Del Rey opened the show in sparkling fashion, appearing on a stage designed like some enchanted forest. She made her way through the twisted trees, wearing a lovely white dress that looked straight out of a Disney movie, and took her place among the four backing musicians to croon "Cola."

She sang, then the crowd sang louder, filling the auditorium like a balloon with mostly young, female voices. The chorus kept growing more audible throughout the night, peaking as Del Rey unleashed the platinum-certified singles "Young and Beautiful" and "Summertime Sadness."
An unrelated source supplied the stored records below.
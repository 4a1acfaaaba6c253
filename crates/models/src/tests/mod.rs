

use sea_orm::DatabaseConnection;
use migration::MigratorTrait;

/// Fresh, migrated in-memory SQLite database for one test.
pub(crate) async fn setup_test_db() -> anyhow::Result<DatabaseConnection> {
    let mut cfg = configs::DatabaseConfig::in_memory_sqlite();
    cfg.sqlx_logging = false;
    let db = crate::db::connect_with_config(&cfg).await?;
    migration::Migrator::up(&db, None).await?;
    Ok(db)
}
use async_trait::async_trait;
use sea_orm::DatabaseConnection;

use super::{Survey, SurveyFields};
use crate::errors::ServiceError;

/// Owner-scoped persistence for surveys.
///
/// Every lookup and mutation takes the owner email; rows owned by someone
/// else behave exactly like rows that do not exist.
#[async_trait]
pub trait SurveyRepository: Send + Sync {
    async fn list_by_owner(&self, surveyor_email: &str) -> Result<Vec<Survey>, ServiceError>;
    async fn get_owned(&self, id: i64, surveyor_email: &str) -> Result<Option<Survey>, ServiceError>;
    async fn create(&self, surveyor_email: &str, fields: &SurveyFields) -> Result<Survey, ServiceError>;
    /// Returns whether a row owned by `surveyor_email` was replaced.
    async fn replace_owned(&self, id: i64, surveyor_email: &str, fields: &SurveyFields) -> Result<bool, ServiceError>;
    /// Returns whether a row owned by `surveyor_email` was deleted.
    async fn delete_owned(&self, id: i64, surveyor_email: &str) -> Result<bool, ServiceError>;
}

/// SeaORM-backed repository implementation.
#[derive(Clone)]
pub struct SeaOrmSurveyRepository {
    pub db: DatabaseConnection,
}

#[async_trait]
impl SurveyRepository for SeaOrmSurveyRepository {
    async fn list_by_owner(&self, surveyor_email: &str) -> Result<Vec<Survey>, ServiceError> {
        Ok(models::survey::list_by_owner(&self.db, surveyor_email).await?)
    }

    async fn get_owned(&self, id: i64, surveyor_email: &str) -> Result<Option<Survey>, ServiceError> {
        Ok(models::survey::find_owned(&self.db, id, surveyor_email).await?)
    }

    async fn create(&self, surveyor_email: &str, fields: &SurveyFields) -> Result<Survey, ServiceError> {
        Ok(models::survey::create(&self.db, surveyor_email, fields).await?)
    }

    async fn replace_owned(&self, id: i64, surveyor_email: &str, fields: &SurveyFields) -> Result<bool, ServiceError> {
        Ok(models::survey::replace_owned(&self.db, id, surveyor_email, fields).await?)
    }

    async fn delete_owned(&self, id: i64, surveyor_email: &str) -> Result<bool, ServiceError> {
        Ok(models::survey::delete_owned(&self.db, id, surveyor_email).await?)
    }
}

/// Simple in-memory mock repository for tests and doc examples
pub mod mock {
    use super::*;
    use std::collections::BTreeMap;
    use std::sync::Mutex;
    use chrono::Utc;

    #[derive(Default)]
    struct Rows {
        last_id: i64,
        by_id: BTreeMap<i64, Survey>,
    }

    #[derive(Default)]
    pub struct MockSurveyRepository {
        rows: Mutex<Rows>,
    }

    impl MockSurveyRepository {
        fn rows(&self) -> Result<std::sync::MutexGuard<'_, Rows>, ServiceError> {
            self.rows.lock().map_err(|_| ServiceError::Storage("mock repository poisoned".into()))
        }

        /// Every stored row regardless of owner.
        pub fn snapshot(&self) -> Result<Vec<Survey>, ServiceError> {
            Ok(self.rows()?.by_id.values().cloned().collect())
        }
    }

    #[async_trait]
    impl SurveyRepository for MockSurveyRepository {
        async fn list_by_owner(&self, surveyor_email: &str) -> Result<Vec<Survey>, ServiceError> {
            let rows = self.rows()?;
            Ok(rows.by_id.values().filter(|s| s.surveyor_email == surveyor_email).cloned().collect())
        }

        async fn get_owned(&self, id: i64, surveyor_email: &str) -> Result<Option<Survey>, ServiceError> {
            let rows = self.rows()?;
            Ok(rows.by_id.get(&id).filter(|s| s.surveyor_email == surveyor_email).cloned())
        }

        async fn create(&self, surveyor_email: &str, fields: &SurveyFields) -> Result<Survey, ServiceError> {
            models::survey::validate_required("surveyor_email", surveyor_email)?;
            models::survey::validate_fields(fields)?;
            let mut rows = self.rows()?;
            rows.last_id += 1;
            let now = Utc::now().into();
            let survey = Survey {
                id: rows.last_id,
                surveyor_email: surveyor_email.to_string(),
                name: fields.name.clone(),
                age: fields.age,
                address: fields.address.clone(),
                symptoms: fields.symptoms.clone(),
                latitude: fields.latitude,
                longitude: fields.longitude,
                created_at: now,
                updated_at: now,
            };
            rows.by_id.insert(survey.id, survey.clone());
            Ok(survey)
        }

        async fn replace_owned(&self, id: i64, surveyor_email: &str, fields: &SurveyFields) -> Result<bool, ServiceError> {
            models::survey::validate_fields(fields)?;
            let mut rows = self.rows()?;
            let Some(existing) = rows.by_id.get_mut(&id).filter(|s| s.surveyor_email == surveyor_email) else {
                return Ok(false);
            };
            existing.name = fields.name.clone();
            existing.age = fields.age;
            existing.address = fields.address.clone();
            existing.symptoms = fields.symptoms.clone();
            existing.latitude = fields.latitude;
            existing.longitude = fields.longitude;
            existing.updated_at = Utc::now().into();
            Ok(true)
        }

        async fn delete_owned(&self, id: i64, surveyor_email: &str) -> Result<bool, ServiceError> {
            let mut rows = self.rows()?;
            let owned = rows.by_id.get(&id).is_some_and(|s| s.surveyor_email == surveyor_email);
            if owned {
                rows.by_id.remove(&id);
            }
            Ok(owned)
        }
    }
}

#[cfg(test)]
mod tests {
    use super::*;
    use crate::test_support::get_db;
    use std::collections::BTreeSet;
    use std::sync::Arc;

    fn fields(name: &str) -> SurveyFields {
        SurveyFields {
            name: name.into(),
            age: 30,
            address: "Jl. X".into(),
            symptoms: "fever".into(),
            latitude: None,
            longitude: None,
        }
    }

    #[tokio::test]
    async fn seaorm_repository_crud() -> Result<(), anyhow::Error> {
        let repo = SeaOrmSurveyRepository { db: get_db().await? };

        let a = repo.create("a@x.com", &fields("Jo")).await?;
        let found = repo.get_owned(a.id, "a@x.com").await?.unwrap();
        assert_eq!(found, a);
        assert!(repo.get_owned(a.id, "b@y.com").await?.is_none());

        assert!(repo.replace_owned(a.id, "a@x.com", &fields("Joe")).await?);
        assert_eq!(repo.get_owned(a.id, "a@x.com").await?.unwrap().name, "Joe");

        assert!(repo.delete_owned(a.id, "a@x.com").await?);
        assert!(!repo.delete_owned(a.id, "a@x.com").await?);
        assert!(repo.list_by_owner("a@x.com").await?.is_empty());
        Ok(())
    }

    #[tokio::test]
    async fn seaorm_repository_concurrent_creates_get_distinct_ids() -> Result<(), anyhow::Error> {
        let repo = Arc::new(SeaOrmSurveyRepository { db: get_db().await? });

        let mut handles = Vec::new();
        for i in 0..16 {
            let repo = Arc::clone(&repo);
            handles.push(tokio::spawn(async move {
                repo.create("a@x.com", &fields(&format!("n{i}"))).await
            }));
        }
        let mut ids = BTreeSet::new();
        for h in handles {
            ids.insert(h.await??.id);
        }
        assert_eq!(ids.len(), 16);
        assert_eq!(repo.list_by_owner("a@x.com").await?.len(), 16);
        Ok(())
    }

    #[tokio::test]
    async fn seaorm_repository_create_races_delete() -> Result<(), anyhow::Error> {
        let repo = Arc::new(SeaOrmSurveyRepository { db: get_db().await? });
        let victim = repo.create("a@x.com", &fields("victim")).await?;

        let creator = {
            let repo = Arc::clone(&repo);
            tokio::spawn(async move { repo.create("a@x.com", &fields("newcomer")).await })
        };
        let deleter = {
            let repo = Arc::clone(&repo);
            tokio::spawn(async move { repo.delete_owned(victim.id, "a@x.com").await })
        };
        let created = creator.await??;
        assert!(deleter.await??);

        let remaining = repo.list_by_owner("a@x.com").await?;
        assert_eq!(remaining, vec![created]);
        Ok(())
    }

    #[tokio::test]
    async fn mock_repository_matches_owner_scoping() -> Result<(), anyhow::Error> {
        let repo = mock::MockSurveyRepository::default();
        let a = repo.create("a@x.com", &fields("Jo")).await?;
        assert!(repo.get_owned(a.id, "b@y.com").await?.is_none());
        assert!(!repo.replace_owned(a.id, "b@y.com", &fields("X")).await?);
        assert!(!repo.delete_owned(a.id, "b@y.com").await?);
        assert_eq!(repo.snapshot()?, vec![a]);
        Ok(())
    }
}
The music was a cinematic, radio-friendly mix of chamber-pop, trip-hop and torch song. It was often elegant, occasionally fiery, but always deeply moving. The vocals were lush, pretty and routinely full of swagger. Comparisons to Portishead, Tori Amos and especially Sarah McLachlan all make sense.

Beyond the music, Del Rey did a great job connecting with the crowd. She spent much time touching hands, collecting presents and signing autographs. It wasn't shtick. She seemed to be enjoying every moment of it.

"I don't think we are going to forget this night anytime soon," Del Rey said to the crowd as the concert drew to a close.

It was obvious the feeling was mutual.